━━━ Input material

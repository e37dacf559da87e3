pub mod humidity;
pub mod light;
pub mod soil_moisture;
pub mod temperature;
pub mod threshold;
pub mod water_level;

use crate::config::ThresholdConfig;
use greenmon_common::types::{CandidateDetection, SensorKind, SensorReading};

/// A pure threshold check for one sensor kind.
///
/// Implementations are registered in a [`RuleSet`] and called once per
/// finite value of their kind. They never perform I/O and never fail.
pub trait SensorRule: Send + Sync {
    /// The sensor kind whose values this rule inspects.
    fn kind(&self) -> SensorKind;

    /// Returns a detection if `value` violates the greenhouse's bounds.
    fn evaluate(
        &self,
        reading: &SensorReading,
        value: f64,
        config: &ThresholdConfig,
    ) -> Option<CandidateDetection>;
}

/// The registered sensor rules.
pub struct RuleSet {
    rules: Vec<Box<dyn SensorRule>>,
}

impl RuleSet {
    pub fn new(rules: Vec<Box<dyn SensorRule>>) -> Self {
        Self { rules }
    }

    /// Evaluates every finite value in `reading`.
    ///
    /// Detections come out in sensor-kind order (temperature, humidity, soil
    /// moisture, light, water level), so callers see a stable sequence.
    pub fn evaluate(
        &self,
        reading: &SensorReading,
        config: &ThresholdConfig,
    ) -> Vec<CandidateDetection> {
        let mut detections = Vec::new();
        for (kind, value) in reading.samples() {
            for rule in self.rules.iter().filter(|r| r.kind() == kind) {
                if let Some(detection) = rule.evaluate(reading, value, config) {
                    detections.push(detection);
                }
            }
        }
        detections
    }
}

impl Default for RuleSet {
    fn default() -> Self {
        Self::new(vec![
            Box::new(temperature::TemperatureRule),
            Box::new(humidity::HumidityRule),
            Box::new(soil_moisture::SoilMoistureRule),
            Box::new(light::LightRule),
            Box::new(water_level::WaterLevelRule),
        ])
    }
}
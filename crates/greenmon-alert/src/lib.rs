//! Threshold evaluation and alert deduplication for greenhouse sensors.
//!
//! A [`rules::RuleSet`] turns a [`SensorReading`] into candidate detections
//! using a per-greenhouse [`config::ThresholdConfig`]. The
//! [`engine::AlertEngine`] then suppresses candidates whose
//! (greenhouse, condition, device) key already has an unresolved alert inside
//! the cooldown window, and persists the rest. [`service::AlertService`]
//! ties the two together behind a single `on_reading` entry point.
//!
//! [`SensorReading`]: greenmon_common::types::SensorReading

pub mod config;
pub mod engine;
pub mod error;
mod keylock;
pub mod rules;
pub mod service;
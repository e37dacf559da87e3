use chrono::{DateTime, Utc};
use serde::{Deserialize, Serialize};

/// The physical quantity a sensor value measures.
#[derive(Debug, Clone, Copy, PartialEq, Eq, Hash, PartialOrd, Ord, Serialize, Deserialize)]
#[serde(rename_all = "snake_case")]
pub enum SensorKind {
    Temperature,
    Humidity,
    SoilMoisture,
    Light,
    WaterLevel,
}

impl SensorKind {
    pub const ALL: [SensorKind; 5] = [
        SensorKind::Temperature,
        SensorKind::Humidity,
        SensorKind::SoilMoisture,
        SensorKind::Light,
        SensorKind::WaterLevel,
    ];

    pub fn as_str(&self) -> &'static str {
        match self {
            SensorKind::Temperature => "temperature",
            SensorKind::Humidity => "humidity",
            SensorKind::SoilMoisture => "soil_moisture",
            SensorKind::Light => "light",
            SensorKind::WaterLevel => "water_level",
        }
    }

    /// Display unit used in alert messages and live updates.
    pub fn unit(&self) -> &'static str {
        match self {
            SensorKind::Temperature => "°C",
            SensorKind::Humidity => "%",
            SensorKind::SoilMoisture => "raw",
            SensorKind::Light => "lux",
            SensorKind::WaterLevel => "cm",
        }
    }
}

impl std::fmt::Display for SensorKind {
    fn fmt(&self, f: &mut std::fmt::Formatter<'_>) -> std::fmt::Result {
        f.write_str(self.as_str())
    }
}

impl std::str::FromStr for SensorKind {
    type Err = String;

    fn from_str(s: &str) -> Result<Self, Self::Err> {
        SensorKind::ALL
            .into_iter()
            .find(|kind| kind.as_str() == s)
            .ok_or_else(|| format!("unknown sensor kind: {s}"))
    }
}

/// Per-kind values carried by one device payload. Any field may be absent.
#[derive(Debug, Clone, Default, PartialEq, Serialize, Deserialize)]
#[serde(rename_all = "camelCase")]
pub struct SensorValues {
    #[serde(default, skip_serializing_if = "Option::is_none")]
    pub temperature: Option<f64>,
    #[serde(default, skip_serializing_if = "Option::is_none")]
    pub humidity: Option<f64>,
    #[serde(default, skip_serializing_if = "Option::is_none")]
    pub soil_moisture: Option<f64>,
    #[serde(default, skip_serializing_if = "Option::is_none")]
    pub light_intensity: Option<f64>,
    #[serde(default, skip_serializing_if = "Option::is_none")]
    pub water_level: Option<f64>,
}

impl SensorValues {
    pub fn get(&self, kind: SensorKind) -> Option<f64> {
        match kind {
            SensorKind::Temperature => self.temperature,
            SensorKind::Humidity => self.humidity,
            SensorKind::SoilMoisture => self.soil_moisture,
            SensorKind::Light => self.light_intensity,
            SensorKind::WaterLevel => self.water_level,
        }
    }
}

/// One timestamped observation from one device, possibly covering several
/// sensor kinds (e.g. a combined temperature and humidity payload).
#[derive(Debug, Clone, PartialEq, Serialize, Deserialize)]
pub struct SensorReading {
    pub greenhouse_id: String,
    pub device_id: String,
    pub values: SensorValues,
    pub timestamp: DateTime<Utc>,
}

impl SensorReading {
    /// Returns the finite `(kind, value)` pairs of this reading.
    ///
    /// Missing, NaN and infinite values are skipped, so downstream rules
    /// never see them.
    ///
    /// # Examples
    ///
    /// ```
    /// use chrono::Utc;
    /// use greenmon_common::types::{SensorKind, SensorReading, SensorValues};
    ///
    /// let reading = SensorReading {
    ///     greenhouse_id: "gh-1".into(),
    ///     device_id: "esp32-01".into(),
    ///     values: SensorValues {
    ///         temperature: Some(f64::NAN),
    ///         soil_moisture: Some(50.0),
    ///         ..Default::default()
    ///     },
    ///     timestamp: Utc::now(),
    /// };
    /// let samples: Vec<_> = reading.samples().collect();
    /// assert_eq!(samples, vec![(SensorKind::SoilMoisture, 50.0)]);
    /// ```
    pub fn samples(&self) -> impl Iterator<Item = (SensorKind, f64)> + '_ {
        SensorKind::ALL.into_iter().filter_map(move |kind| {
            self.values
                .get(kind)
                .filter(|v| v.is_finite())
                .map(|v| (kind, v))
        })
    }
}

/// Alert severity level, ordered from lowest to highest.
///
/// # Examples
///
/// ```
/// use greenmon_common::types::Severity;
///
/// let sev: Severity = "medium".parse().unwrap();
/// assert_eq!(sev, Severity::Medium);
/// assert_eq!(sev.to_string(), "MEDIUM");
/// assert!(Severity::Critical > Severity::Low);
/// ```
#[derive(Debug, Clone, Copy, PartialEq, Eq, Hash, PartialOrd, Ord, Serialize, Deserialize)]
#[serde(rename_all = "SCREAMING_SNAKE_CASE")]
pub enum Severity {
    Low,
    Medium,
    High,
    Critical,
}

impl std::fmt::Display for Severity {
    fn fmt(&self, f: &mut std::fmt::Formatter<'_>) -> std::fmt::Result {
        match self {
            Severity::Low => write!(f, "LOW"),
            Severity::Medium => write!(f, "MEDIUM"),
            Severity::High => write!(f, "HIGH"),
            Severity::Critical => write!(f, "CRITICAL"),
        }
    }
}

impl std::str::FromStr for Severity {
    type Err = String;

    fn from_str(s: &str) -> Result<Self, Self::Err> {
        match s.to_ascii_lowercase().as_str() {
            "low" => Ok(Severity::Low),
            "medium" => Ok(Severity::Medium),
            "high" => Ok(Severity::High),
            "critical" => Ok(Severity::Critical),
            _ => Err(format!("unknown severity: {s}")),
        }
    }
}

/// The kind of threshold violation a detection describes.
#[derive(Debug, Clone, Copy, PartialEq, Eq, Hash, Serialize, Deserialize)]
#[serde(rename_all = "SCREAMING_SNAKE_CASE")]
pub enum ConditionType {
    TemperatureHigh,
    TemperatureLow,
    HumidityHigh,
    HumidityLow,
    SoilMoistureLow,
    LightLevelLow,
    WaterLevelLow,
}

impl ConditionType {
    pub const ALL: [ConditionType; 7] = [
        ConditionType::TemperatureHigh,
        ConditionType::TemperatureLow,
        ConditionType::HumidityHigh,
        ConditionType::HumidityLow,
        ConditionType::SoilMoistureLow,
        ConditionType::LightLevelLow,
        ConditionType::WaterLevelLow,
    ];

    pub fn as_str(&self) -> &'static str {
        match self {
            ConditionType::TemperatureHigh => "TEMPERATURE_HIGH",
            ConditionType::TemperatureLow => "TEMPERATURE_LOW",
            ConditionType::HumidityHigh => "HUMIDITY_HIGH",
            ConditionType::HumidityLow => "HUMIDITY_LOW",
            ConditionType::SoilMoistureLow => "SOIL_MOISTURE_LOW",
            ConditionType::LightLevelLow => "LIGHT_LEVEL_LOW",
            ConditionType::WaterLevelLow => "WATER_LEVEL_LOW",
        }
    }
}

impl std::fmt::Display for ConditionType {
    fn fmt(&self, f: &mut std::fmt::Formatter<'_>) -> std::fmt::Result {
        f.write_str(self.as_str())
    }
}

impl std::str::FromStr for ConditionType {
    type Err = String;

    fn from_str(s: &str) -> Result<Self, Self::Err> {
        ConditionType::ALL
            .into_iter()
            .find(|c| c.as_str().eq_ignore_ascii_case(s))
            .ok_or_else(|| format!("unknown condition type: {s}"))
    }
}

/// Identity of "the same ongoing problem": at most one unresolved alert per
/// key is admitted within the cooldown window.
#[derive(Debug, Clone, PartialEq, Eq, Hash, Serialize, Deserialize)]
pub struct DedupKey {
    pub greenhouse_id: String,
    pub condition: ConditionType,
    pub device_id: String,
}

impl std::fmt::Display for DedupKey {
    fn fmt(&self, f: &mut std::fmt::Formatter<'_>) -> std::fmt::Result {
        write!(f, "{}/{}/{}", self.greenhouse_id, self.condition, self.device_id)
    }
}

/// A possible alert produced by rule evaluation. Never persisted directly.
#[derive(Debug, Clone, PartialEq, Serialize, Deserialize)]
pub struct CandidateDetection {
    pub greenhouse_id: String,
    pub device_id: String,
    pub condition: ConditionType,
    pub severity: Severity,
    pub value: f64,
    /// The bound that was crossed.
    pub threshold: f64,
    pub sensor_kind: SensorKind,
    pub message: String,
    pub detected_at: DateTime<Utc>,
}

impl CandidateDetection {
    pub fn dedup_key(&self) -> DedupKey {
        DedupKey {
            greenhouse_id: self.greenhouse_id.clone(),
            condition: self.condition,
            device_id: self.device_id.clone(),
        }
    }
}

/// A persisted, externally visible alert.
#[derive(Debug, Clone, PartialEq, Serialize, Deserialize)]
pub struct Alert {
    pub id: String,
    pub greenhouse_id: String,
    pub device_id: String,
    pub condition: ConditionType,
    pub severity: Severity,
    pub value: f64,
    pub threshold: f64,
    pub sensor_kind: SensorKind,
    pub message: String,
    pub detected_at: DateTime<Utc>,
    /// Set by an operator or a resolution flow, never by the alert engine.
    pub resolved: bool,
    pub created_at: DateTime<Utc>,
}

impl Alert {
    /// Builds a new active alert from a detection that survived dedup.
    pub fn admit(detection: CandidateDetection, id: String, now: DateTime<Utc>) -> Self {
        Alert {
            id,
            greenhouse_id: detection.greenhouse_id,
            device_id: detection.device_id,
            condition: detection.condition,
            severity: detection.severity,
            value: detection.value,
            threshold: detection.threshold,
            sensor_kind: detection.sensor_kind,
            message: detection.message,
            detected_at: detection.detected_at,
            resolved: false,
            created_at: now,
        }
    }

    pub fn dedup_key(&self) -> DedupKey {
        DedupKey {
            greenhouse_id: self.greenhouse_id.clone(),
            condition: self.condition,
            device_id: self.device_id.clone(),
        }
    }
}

━━━━━━
━━━ Input material

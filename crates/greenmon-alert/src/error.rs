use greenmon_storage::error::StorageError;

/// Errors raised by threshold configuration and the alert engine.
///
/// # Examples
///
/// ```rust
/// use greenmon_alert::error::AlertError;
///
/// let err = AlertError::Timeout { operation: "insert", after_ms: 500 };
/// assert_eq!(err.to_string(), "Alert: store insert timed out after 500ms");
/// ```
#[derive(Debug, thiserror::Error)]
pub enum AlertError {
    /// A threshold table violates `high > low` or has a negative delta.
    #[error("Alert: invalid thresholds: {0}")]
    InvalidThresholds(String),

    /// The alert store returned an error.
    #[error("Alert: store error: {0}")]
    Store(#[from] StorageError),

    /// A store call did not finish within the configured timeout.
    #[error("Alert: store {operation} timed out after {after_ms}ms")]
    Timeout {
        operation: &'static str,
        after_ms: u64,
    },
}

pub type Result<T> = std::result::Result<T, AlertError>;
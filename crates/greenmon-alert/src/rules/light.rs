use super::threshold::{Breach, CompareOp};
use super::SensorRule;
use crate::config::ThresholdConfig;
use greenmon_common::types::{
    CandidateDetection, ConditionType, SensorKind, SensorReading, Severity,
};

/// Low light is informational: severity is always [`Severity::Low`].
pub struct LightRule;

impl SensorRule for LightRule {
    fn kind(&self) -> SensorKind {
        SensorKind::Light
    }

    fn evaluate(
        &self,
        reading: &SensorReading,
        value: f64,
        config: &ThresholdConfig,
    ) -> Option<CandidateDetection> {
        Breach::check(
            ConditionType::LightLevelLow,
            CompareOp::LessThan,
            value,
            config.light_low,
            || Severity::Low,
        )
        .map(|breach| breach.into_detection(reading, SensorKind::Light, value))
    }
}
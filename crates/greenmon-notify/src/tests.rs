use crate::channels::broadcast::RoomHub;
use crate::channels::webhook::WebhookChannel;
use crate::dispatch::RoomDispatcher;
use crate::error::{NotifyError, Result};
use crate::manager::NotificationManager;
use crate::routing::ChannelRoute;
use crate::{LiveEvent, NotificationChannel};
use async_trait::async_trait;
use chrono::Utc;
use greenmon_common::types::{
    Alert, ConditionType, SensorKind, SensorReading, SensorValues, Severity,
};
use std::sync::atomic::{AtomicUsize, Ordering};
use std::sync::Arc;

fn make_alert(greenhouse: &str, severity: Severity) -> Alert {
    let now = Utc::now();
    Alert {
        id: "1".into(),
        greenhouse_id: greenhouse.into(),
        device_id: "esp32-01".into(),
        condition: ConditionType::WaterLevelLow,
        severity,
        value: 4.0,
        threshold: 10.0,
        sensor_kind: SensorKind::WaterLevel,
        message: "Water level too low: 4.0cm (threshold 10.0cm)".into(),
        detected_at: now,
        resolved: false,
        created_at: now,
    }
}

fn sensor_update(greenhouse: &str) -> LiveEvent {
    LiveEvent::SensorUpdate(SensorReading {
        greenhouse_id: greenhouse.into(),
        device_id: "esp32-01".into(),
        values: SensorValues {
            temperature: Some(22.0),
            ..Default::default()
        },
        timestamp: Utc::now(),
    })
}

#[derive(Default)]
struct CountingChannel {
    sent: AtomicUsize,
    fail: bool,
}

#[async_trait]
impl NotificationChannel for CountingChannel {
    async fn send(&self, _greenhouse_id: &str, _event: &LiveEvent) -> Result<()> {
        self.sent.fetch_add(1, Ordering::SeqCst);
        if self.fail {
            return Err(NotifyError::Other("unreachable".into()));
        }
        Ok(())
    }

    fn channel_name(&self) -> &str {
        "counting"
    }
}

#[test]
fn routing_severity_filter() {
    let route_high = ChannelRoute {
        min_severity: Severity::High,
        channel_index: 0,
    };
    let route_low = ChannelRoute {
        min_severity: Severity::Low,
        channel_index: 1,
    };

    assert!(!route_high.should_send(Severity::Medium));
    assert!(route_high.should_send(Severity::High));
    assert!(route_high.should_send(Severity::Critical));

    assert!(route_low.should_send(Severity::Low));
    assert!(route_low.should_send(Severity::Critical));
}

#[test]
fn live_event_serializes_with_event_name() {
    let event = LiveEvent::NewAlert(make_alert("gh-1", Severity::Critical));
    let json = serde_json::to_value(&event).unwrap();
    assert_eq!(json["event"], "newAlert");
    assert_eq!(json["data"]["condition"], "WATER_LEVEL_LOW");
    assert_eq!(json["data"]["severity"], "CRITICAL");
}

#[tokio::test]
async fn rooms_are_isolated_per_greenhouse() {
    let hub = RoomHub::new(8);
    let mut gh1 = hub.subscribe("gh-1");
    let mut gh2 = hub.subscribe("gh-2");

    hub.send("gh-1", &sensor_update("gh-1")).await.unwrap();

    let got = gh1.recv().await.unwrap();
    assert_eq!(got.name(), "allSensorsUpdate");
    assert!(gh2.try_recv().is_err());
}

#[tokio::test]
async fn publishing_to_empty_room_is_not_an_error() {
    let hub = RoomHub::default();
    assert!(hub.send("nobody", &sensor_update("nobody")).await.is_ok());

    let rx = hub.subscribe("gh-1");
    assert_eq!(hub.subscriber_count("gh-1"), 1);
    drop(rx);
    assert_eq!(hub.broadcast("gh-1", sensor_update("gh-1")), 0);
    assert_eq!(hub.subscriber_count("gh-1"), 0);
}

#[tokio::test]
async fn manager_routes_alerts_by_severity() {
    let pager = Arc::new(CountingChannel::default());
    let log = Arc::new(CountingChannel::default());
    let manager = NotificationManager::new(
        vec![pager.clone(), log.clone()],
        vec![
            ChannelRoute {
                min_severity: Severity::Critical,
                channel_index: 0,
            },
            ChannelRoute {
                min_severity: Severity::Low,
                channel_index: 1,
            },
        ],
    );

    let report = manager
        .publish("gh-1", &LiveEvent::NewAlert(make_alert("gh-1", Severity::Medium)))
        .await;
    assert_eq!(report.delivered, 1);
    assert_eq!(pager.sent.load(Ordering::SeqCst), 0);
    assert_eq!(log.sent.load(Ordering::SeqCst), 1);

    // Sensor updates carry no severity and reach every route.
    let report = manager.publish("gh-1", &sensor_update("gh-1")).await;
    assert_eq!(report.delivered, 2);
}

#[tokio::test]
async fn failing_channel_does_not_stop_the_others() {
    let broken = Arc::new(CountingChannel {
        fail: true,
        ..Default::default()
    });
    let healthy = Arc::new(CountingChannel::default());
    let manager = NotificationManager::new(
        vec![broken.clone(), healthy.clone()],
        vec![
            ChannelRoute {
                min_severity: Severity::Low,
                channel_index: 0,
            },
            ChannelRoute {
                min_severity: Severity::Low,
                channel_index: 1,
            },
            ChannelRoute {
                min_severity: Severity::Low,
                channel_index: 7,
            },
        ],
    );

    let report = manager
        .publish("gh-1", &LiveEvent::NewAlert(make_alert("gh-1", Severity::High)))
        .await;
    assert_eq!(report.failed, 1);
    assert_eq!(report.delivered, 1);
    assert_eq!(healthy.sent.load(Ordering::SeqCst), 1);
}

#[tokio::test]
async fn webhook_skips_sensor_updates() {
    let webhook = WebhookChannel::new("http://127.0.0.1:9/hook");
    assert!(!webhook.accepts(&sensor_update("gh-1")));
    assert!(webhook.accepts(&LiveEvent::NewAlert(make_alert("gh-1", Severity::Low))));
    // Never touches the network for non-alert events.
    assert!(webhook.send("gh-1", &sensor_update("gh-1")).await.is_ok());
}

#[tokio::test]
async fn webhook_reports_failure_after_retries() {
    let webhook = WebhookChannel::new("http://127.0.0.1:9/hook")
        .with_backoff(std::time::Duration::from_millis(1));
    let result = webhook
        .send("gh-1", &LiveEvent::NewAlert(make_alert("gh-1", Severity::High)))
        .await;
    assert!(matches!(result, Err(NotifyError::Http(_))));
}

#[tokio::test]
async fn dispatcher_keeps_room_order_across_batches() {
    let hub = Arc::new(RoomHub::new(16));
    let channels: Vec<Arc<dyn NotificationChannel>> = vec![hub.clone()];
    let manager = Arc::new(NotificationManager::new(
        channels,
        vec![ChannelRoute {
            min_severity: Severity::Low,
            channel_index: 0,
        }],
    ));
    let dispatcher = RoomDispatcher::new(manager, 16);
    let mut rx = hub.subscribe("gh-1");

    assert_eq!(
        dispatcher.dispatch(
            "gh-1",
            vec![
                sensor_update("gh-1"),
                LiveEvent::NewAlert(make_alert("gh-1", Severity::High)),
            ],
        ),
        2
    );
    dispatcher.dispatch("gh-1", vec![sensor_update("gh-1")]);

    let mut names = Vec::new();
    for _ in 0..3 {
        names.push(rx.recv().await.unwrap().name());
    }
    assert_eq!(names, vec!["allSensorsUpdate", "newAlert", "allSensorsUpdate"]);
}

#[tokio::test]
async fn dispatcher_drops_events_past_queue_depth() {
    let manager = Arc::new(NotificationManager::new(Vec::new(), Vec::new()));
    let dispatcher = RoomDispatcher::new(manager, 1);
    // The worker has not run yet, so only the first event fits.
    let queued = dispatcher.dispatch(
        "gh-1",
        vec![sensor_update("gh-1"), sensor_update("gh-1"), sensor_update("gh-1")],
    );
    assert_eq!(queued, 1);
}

━━━━━━

#### [Instructions for the task]
Within these records, how many lines include the word "AlertError"? The reply should be that number alone.

#### [Final answer]
4